To account for differences in patient characteristics between hospitals that might influence the apparent AOI risk, we used the obstetrical risk-adjustment approach developed by Bailit et al. [15]. In this approach, a logistic regression model was built to estimate each woman’s AOI risk based on her individual characteristics. This model included all patient factors that were associated with a composite adverse neonatal outcome, severe perineal laceration, or post-partum haemorrhage in the models of Bailit et al., but excluded insurance status (as this is not applicable in the single-payer Canadian health care system) and cocaine or methamphetamine use (due to lack of reliable data). These variables were: maternal age, pre-pregnancy body mass index, smoking during pregnancy, obstetrical history (parity combined with previous cesarean), premature rupture of membranes, multiple births, diabetes in pregnancy, hypertensive disorders of pregnancy, placenta previa, placenta accreta, placental abruption, and birthweight for gestational age percentile.
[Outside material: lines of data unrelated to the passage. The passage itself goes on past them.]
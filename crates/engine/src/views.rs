//! Read-side view assembly.
//!
//! The two groupings here are observable contract, not rendering: item
//! names inside a category are sorted case-insensitively, and the grocery
//! list is ordered by category then item, both case-insensitive. Equality
//! of names everywhere else in the engine stays exact-match.

use std::collections::HashMap;

use crate::{GroceryItem, InventoryItem};

/// One inventory category with its item names.
#[derive(Clone, Debug, PartialEq, Eq)]
pub struct CategoryGroup {
    pub category: String,
    pub items: Vec<String>,
}

/// A recipe together with the ingredients missing from the inventory.
#[derive(Clone, Debug, PartialEq, Eq)]
pub struct RecipeStatus {
    pub name: String,
    pub ingredients: Vec<String>,
    pub missing: Vec<String>,
}

/// Group inventory items by their exact category label.
///
/// Categories are ordered case-insensitively (exact label as tie-break) and
/// item names within a category are sorted case-insensitively.
pub(crate) fn group_by_category(records: Vec<InventoryItem>) -> Vec<CategoryGroup> {
    let mut by_category: HashMap<String, Vec<String>> = HashMap::new();
    for record in records {
        by_category.entry(record.category).or_default().push(record.item);
    }

    let mut groups: Vec<CategoryGroup> = by_category
        .into_iter()
        .map(|(category, mut items)| {
            items.sort_by_key(|item| item.to_lowercase());
            CategoryGroup { category, items }
        })
        .collect();
    groups.sort_by(|a, b| {
        (a.category.to_lowercase(), &a.category).cmp(&(b.category.to_lowercase(), &b.category))
    });
    groups
}

/// Order grocery items by category then item name, case-insensitive.
pub(crate) fn sort_grocery(records: &mut [GroceryItem]) {
    records.sort_by_key(|record| (record.category.to_lowercase(), record.item.to_lowercase()));
}

/// Ingredients of one recipe that are not in the inventory.
///
/// Original order preserved, duplicates kept; matching is exact.
pub(crate) fn missing_ingredients(
    ingredients: &[String],
    in_inventory: &std::collections::HashSet<String>,
) -> Vec<String> {
    ingredients
        .iter()
        .filter(|ingredient| !in_inventory.contains(*ingredient))
        .cloned()
        .collect()
}
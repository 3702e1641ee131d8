use sea_orm::{ConnectionTrait, Database, DatabaseConnection, Statement};

use engine::{Engine, EngineError, GroceryItem};
use migration::MigratorTrait;

async fn engine_with_db() -> (Engine, DatabaseConnection) {
    let db = Database::connect("sqlite::memory:").await.unwrap();
    migration::Migrator::up(&db, None).await.unwrap();
    let backend = db.get_database_backend();
    db.execute(Statement::from_sql_and_values(
        backend,
        "INSERT INTO users (username, password) VALUES (?, ?)",
        vec!["alice".into(), "password".into()],
    ))
    .await
    .unwrap();
    db.execute(Statement::from_sql_and_values(
        backend,
        "INSERT INTO users (username, password) VALUES (?, ?)",
        vec!["bob".into(), "password".into()],
    ))
    .await
    .unwrap();
    let engine = Engine::builder()
        .database(db.clone())
        .build()
        .await
        .unwrap();
    (engine, db)
}

fn grocery_entry<'a>(list: &'a [GroceryItem], item: &str) -> &'a GroceryItem {
    list.iter()
        .find(|record| record.item == item)
        .unwrap_or_else(|| panic!("{item} not on grocery list"))
}

#[tokio::test]
async fn add_and_group_inventory() {
    let (engine, _db) = engine_with_db().await;

    engine.add_item("banana", "Fruit", "alice").await.unwrap();
    engine.add_item("Apple", "Fruit", "alice").await.unwrap();
    engine.add_item("milk", "Dairy", "alice").await.unwrap();

    let groups = engine.inventory_by_category("alice").await.unwrap();
    assert_eq!(groups.len(), 2);
    assert_eq!(groups[0].category, "Dairy");
    assert_eq!(groups[0].items, vec!["milk"]);
    assert_eq!(groups[1].category, "Fruit");
    assert_eq!(groups[1].items, vec!["Apple", "banana"]);
}

#[tokio::test]
async fn add_item_twice_is_noop() {
    let (engine, _db) = engine_with_db().await;

    engine.add_item("milk", "Dairy", "alice").await.unwrap();
    engine.add_item("milk", "Dairy", "alice").await.unwrap();

    let groups = engine.inventory_by_category("alice").await.unwrap();
    assert_eq!(groups.len(), 1);
    assert_eq!(groups[0].items, vec!["milk"]);
}

#[tokio::test]
async fn grocery_blocks_inventory_add() {
    let (engine, _db) = engine_with_db().await;

    engine.add_item("milk", "Dairy", "alice").await.unwrap();
    engine.move_to_grocery("milk", "Dairy", "alice").await.unwrap();

    let err = engine.add_item("milk", "Dairy", "alice").await.unwrap_err();
    assert_eq!(err, EngineError::ItemInGrocery("milk".to_string()));

    // The rejection left no trace in the inventory.
    assert!(engine.inventory_by_category("alice").await.unwrap().is_empty());
}

#[tokio::test]
async fn move_to_grocery_upholds_mutual_exclusion() {
    let (engine, _db) = engine_with_db().await;

    engine.add_item("milk", "Dairy", "alice").await.unwrap();
    engine.move_to_grocery("milk", "Dairy", "alice").await.unwrap();

    assert!(engine.inventory_by_category("alice").await.unwrap().is_empty());
    let list = engine.grocery_list("alice").await.unwrap();
    assert_eq!(list.len(), 1);
    assert_eq!(list[0].item, "milk");
    assert_eq!(list[0].category, "Dairy");
    assert!(list[0].required_for.is_empty());
}

#[tokio::test]
async fn move_to_grocery_twice_is_idempotent() {
    let (engine, _db) = engine_with_db().await;

    engine.add_recipe("Omelette", &["milk".to_string()], "alice").await.unwrap();
    engine.prepare_recipe("Omelette", "alice").await.unwrap();

    // The item is already on the list with recipe demand attached; a manual
    // move must not duplicate the record or clear the demand.
    engine.move_to_grocery("milk", "Dairy", "alice").await.unwrap();
    engine.move_to_grocery("milk", "Dairy", "alice").await.unwrap();

    let list = engine.grocery_list("alice").await.unwrap();
    assert_eq!(list.len(), 1);
    assert_eq!(list[0].required_for, vec!["Omelette"]);
    // The existing record kept its original category.
    assert_eq!(list[0].category, "Other");
}

#[tokio::test]
async fn delete_item_is_silent_on_absent() {
    let (engine, _db) = engine_with_db().await;

    engine.delete_item("ghost", "Other", "alice").await.unwrap();
    engine.move_to_inventory("ghost", "alice").await.unwrap();

    assert!(engine.inventory_by_category("alice").await.unwrap().is_empty());
    assert!(engine.grocery_list("alice").await.unwrap().is_empty());
}

#[tokio::test]
async fn missing_ingredients_computation() {
    let (engine, _db) = engine_with_db().await;

    engine.add_item("eggs", "Dairy", "alice").await.unwrap();
    engine
        .add_recipe(
            "Omelette",
            &["eggs".to_string(), "milk".to_string(), "salt".to_string()],
            "alice",
        )
        .await
        .unwrap();

    let missing = engine.list_missing("alice").await.unwrap();
    assert_eq!(
        missing,
        vec![("Omelette".to_string(), vec!["milk".to_string(), "salt".to_string()])]
    );
}

#[tokio::test]
async fn recipe_ingredients_trimmed_of_blanks() {
    let (engine, _db) = engine_with_db().await;

    engine
        .add_recipe(
            "Omelette",
            &[" eggs ".to_string(), "".to_string(), "milk".to_string()],
            "alice",
        )
        .await
        .unwrap();

    let statuses = engine.recipes_with_missing("alice").await.unwrap();
    assert_eq!(statuses.len(), 1);
    assert_eq!(statuses[0].ingredients, vec!["eggs", "milk"]);
}

#[tokio::test]
async fn blank_recipe_name_is_rejected() {
    let (engine, _db) = engine_with_db().await;

    let err = engine.add_recipe("   ", &[], "alice").await.unwrap_err();
    assert_eq!(
        err,
        EngineError::InvalidName("recipe name must not be empty".to_string())
    );
}

#[tokio::test]
async fn duplicate_recipe_names_coexist() {
    let (engine, _db) = engine_with_db().await;

    engine.add_recipe("Omelette", &["eggs".to_string()], "alice").await.unwrap();
    engine.add_recipe("Omelette", &["milk".to_string()], "alice").await.unwrap();

    assert_eq!(engine.recipes_with_missing("alice").await.unwrap().len(), 2);

    // delete-recipe removes every record with that name.
    engine.delete_recipe("Omelette", "alice").await.unwrap();
    assert!(engine.recipes_with_missing("alice").await.unwrap().is_empty());
}

#[tokio::test]
async fn prepare_recipe_creates_demand() {
    let (engine, _db) = engine_with_db().await;

    engine.add_item("eggs", "Dairy", "alice").await.unwrap();
    engine
        .add_recipe(
            "Omelette",
            &["eggs".to_string(), "milk".to_string(), "salt".to_string()],
            "alice",
        )
        .await
        .unwrap();
    engine.prepare_recipe("Omelette", "alice").await.unwrap();

    let list = engine.grocery_list("alice").await.unwrap();
    assert_eq!(list.len(), 2);
    let milk = grocery_entry(&list, "milk");
    assert_eq!(milk.category, "Other");
    assert_eq!(milk.required_for, vec!["Omelette"]);
    let salt = grocery_entry(&list, "salt");
    assert_eq!(salt.required_for, vec!["Omelette"]);

    // Ingredients already in the inventory were untouched.
    assert!(list.iter().all(|record| record.item != "eggs"));
}

#[tokio::test]
async fn prepare_merges_into_existing_grocery_item() {
    let (engine, _db) = engine_with_db().await;

    engine.add_item("milk", "Dairy", "alice").await.unwrap();
    engine.move_to_grocery("milk", "Dairy", "alice").await.unwrap();
    engine.add_recipe("Omelette", &["milk".to_string()], "alice").await.unwrap();
    engine.prepare_recipe("Omelette", "alice").await.unwrap();

    let list = engine.grocery_list("alice").await.unwrap();
    assert_eq!(list.len(), 1);
    // Manual entry keeps its category, gains the recipe demand.
    assert_eq!(list[0].category, "Dairy");
    assert_eq!(list[0].required_for, vec!["Omelette"]);
}

#[tokio::test]
async fn merge_is_deterministic_regardless_of_order() {
    let (engine, _db) = engine_with_db().await;

    for user in ["alice", "bob"] {
        engine.add_recipe("Pancakes", &["milk".to_string()], user).await.unwrap();
        engine.add_recipe("Carbonara", &["milk".to_string()], user).await.unwrap();
    }

    engine.prepare_recipe("Pancakes", "alice").await.unwrap();
    engine.prepare_recipe("Carbonara", "alice").await.unwrap();

    engine.prepare_recipe("Carbonara", "bob").await.unwrap();
    engine.prepare_recipe("Pancakes", "bob").await.unwrap();

    for user in ["alice", "bob"] {
        let list = engine.grocery_list(user).await.unwrap();
        assert_eq!(list.len(), 1);
        assert_eq!(list[0].required_for, vec!["Carbonara", "Pancakes"]);
    }
}

#[tokio::test]
async fn prepare_unprepare_is_reversible() {
    let (engine, _db) = engine_with_db().await;

    engine.add_recipe("Omelette", &["milk".to_string()], "alice").await.unwrap();
    engine.prepare_recipe("Omelette", "alice").await.unwrap();
    engine.unprepare_recipe("Omelette", "alice").await.unwrap();

    let list = engine.grocery_list("alice").await.unwrap();
    assert_eq!(list.len(), 1);
    assert_eq!(list[0].item, "milk");
    assert!(list[0].required_for.is_empty());
}

#[tokio::test]
async fn unprepare_keeps_other_recipes() {
    let (engine, _db) = engine_with_db().await;

    engine.add_recipe("Pancakes", &["milk".to_string()], "alice").await.unwrap();
    engine.add_recipe("Carbonara", &["milk".to_string()], "alice").await.unwrap();
    engine.prepare_recipe("Pancakes", "alice").await.unwrap();
    engine.prepare_recipe("Carbonara", "alice").await.unwrap();

    engine.unprepare_recipe("Carbonara", "alice").await.unwrap();

    let list = engine.grocery_list("alice").await.unwrap();
    assert_eq!(list[0].required_for, vec!["Pancakes"]);
}

#[tokio::test]
async fn prepare_missing_recipe_is_noop() {
    let (engine, _db) = engine_with_db().await;

    engine.prepare_recipe("Ghost", "alice").await.unwrap();
    engine.unprepare_recipe("Ghost", "alice").await.unwrap();

    assert!(engine.grocery_list("alice").await.unwrap().is_empty());
}

#[tokio::test]
async fn restock_clears_demand_context() {
    let (engine, _db) = engine_with_db().await;

    engine.add_recipe("Omelette", &["milk".to_string()], "alice").await.unwrap();
    engine.prepare_recipe("Omelette", "alice").await.unwrap();

    engine.move_to_inventory("milk", "alice").await.unwrap();

    assert!(engine.grocery_list("alice").await.unwrap().is_empty());
    let groups = engine.inventory_by_category("alice").await.unwrap();
    assert_eq!(groups.len(), 1);
    // The inventory record takes over the grocery record's category.
    assert_eq!(groups[0].category, "Other");
    assert_eq!(groups[0].items, vec!["milk"]);
}

#[tokio::test]
async fn delete_recipe_leaves_required_for_references() {
    let (engine, _db) = engine_with_db().await;

    engine.add_recipe("Omelette", &["milk".to_string()], "alice").await.unwrap();
    engine.prepare_recipe("Omelette", "alice").await.unwrap();
    engine.delete_recipe("Omelette", "alice").await.unwrap();

    // Deleting the recipe does not cascade into grocery demand.
    let list = engine.grocery_list("alice").await.unwrap();
    assert_eq!(list[0].required_for, vec!["Omelette"]);
}

#[tokio::test]
async fn grocery_list_sorted_case_insensitively() {
    let (engine, _db) = engine_with_db().await;

    for (item, category) in [("salt", "Other"), ("Milk", "dairy"), ("butter", "Dairy")] {
        engine.add_item(item, category, "alice").await.unwrap();
        engine.move_to_grocery(item, category, "alice").await.unwrap();
    }

    let list = engine.grocery_list("alice").await.unwrap();
    let names: Vec<&str> = list.iter().map(|record| record.item.as_str()).collect();
    assert_eq!(names, vec!["butter", "Milk", "salt"]);
}

#[tokio::test]
async fn users_are_isolated() {
    let (engine, _db) = engine_with_db().await;

    engine.add_item("milk", "Dairy", "alice").await.unwrap();
    engine.add_recipe("Omelette", &["milk".to_string()], "bob").await.unwrap();
    engine.prepare_recipe("Omelette", "bob").await.unwrap();

    // Bob's preparation sees Bob's empty inventory, not Alice's milk.
    let bob_list = engine.grocery_list("bob").await.unwrap();
    assert_eq!(bob_list.len(), 1);
    assert_eq!(bob_list[0].item, "milk");

    // And Alice's collections are untouched.
    assert!(engine.grocery_list("alice").await.unwrap().is_empty());
    let groups = engine.inventory_by_category("alice").await.unwrap();
    assert_eq!(groups[0].items, vec!["milk"]);
}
The decision on which variables to include in the model was made a priori, and we did not exclude any variables based on lack of statistical significance. A robust cluster variance estimator was used to account for clustering of women within hospitals. As previously described, [15] we then averaged the predicted risks for all women within the same hospital to obtain the expected adverse outcome rate for each hospital (i.e., the hospital’s expected rate of adverse outcomes, given the characteristics of the women delivering there). The actual AOI risk was compared with the expected risk by calculating an observed to expected ratio. A risk-adjusted rate was then obtained for each hospital by multiplying its observed-to-expected ratios by the population AOI rate with bootstrapped 95 % confidence intervals. We were unable to apply a risk adjustment methodology to the hospital-specific WAOS and SI as these measures have non-standard statistical distributions (e.g., WAOS is highly skewed with a majority of 0 values) that are not amenable to multivariable regression modelling (i.e., by estimating a mean, median, or odds).
We conducted a number of sensitivity analyses to assess the robustness of the measures to alternative definitions. First, we included dehiscence or hysterectomy in the uterine rupture component. Second, we restricted the blood transfusion component to cases in which a post-partum haemorrhage was also coded. Third, we added visceral injury to the list of unanticipated operative procedures. Fourth, we included stillbirths with ‘unknown’ timing to the intrapartum stillbirths, and lastly, we excluded 3rd and 4th degree tears from the Index. We additionally examined the potential impact of under-capture of maternal deaths and ICU admissions by tripling the incidence of each, and recalculating the AOI, WAOS, and SI.